Taking the material as a whole, state how many of its lines contain "VisionFrame". Write the number and nothing more.

----

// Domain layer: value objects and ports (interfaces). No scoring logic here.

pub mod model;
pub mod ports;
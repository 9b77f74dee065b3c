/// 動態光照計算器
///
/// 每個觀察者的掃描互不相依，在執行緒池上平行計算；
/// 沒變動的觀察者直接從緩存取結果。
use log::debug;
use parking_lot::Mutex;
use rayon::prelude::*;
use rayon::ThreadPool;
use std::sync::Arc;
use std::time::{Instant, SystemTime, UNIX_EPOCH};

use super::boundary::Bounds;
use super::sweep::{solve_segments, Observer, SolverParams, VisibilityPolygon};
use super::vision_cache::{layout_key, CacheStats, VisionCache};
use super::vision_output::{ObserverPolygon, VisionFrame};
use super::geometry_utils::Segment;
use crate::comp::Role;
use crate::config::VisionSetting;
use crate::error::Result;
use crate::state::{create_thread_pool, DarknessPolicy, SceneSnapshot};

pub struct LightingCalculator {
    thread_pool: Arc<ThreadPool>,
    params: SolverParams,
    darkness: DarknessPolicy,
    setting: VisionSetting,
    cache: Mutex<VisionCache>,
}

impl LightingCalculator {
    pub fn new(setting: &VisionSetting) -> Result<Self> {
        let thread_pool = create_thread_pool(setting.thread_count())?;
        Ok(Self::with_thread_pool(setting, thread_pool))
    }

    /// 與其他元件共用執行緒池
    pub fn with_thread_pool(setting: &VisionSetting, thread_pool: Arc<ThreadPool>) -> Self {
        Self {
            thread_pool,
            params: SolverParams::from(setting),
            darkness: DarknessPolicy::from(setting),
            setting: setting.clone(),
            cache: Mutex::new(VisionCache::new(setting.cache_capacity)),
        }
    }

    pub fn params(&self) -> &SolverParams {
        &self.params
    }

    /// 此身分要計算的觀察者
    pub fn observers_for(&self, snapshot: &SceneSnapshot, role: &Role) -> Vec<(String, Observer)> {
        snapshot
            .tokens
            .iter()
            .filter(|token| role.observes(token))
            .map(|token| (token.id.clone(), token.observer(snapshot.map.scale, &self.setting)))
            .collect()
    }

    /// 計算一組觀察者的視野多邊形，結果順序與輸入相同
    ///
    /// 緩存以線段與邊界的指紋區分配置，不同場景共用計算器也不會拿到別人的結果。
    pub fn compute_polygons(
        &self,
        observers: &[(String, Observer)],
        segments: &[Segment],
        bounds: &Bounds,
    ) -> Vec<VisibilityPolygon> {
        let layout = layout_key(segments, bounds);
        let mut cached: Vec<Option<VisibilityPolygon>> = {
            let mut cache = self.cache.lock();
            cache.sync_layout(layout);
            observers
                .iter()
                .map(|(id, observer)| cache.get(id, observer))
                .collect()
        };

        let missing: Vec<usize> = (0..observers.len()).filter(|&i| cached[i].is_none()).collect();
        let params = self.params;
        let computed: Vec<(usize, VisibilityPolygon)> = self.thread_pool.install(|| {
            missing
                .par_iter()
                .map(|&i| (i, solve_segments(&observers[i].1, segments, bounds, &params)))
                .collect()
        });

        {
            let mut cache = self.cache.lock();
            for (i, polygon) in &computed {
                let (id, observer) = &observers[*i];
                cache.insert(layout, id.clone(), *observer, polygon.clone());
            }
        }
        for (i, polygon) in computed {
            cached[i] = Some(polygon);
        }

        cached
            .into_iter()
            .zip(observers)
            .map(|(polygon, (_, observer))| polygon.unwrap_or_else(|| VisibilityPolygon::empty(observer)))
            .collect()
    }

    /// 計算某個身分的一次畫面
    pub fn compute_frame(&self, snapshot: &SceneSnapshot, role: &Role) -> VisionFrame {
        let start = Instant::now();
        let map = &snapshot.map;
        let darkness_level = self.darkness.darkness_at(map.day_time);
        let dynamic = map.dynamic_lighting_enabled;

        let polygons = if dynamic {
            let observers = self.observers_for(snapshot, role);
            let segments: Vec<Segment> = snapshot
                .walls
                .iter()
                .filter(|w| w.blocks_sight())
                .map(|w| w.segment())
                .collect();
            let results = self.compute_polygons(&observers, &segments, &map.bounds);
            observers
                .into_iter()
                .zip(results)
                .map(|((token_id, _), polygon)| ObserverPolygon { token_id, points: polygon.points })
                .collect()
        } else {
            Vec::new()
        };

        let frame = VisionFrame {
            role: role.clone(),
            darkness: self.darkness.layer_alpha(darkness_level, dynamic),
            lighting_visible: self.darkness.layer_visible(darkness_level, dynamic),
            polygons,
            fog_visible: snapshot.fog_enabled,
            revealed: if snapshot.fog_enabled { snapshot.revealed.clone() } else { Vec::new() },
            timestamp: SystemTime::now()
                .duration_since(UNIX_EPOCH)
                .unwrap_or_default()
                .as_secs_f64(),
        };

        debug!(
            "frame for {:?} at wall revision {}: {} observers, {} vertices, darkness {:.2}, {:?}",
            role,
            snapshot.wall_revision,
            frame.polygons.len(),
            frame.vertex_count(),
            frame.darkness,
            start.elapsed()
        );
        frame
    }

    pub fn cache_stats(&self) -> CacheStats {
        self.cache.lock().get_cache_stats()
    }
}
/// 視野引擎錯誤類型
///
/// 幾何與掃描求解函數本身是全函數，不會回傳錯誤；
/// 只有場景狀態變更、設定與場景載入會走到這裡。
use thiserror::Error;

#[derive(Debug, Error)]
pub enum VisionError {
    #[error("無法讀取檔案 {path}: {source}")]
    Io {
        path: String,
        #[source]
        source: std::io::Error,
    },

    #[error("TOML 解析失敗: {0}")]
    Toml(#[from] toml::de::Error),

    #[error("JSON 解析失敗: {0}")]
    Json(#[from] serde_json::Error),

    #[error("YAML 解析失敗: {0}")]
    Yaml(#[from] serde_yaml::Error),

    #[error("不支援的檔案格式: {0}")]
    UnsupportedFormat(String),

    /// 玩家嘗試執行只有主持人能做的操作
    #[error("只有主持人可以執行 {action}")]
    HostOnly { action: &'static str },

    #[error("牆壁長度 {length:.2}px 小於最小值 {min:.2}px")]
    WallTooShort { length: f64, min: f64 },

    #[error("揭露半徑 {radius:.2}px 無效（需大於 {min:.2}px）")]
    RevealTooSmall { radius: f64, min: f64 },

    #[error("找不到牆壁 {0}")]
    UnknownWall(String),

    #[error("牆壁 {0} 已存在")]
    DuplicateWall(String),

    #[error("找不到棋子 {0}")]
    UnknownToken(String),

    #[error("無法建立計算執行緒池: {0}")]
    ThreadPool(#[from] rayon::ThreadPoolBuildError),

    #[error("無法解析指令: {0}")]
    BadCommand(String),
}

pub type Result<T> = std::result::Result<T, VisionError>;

----

Result of this task
3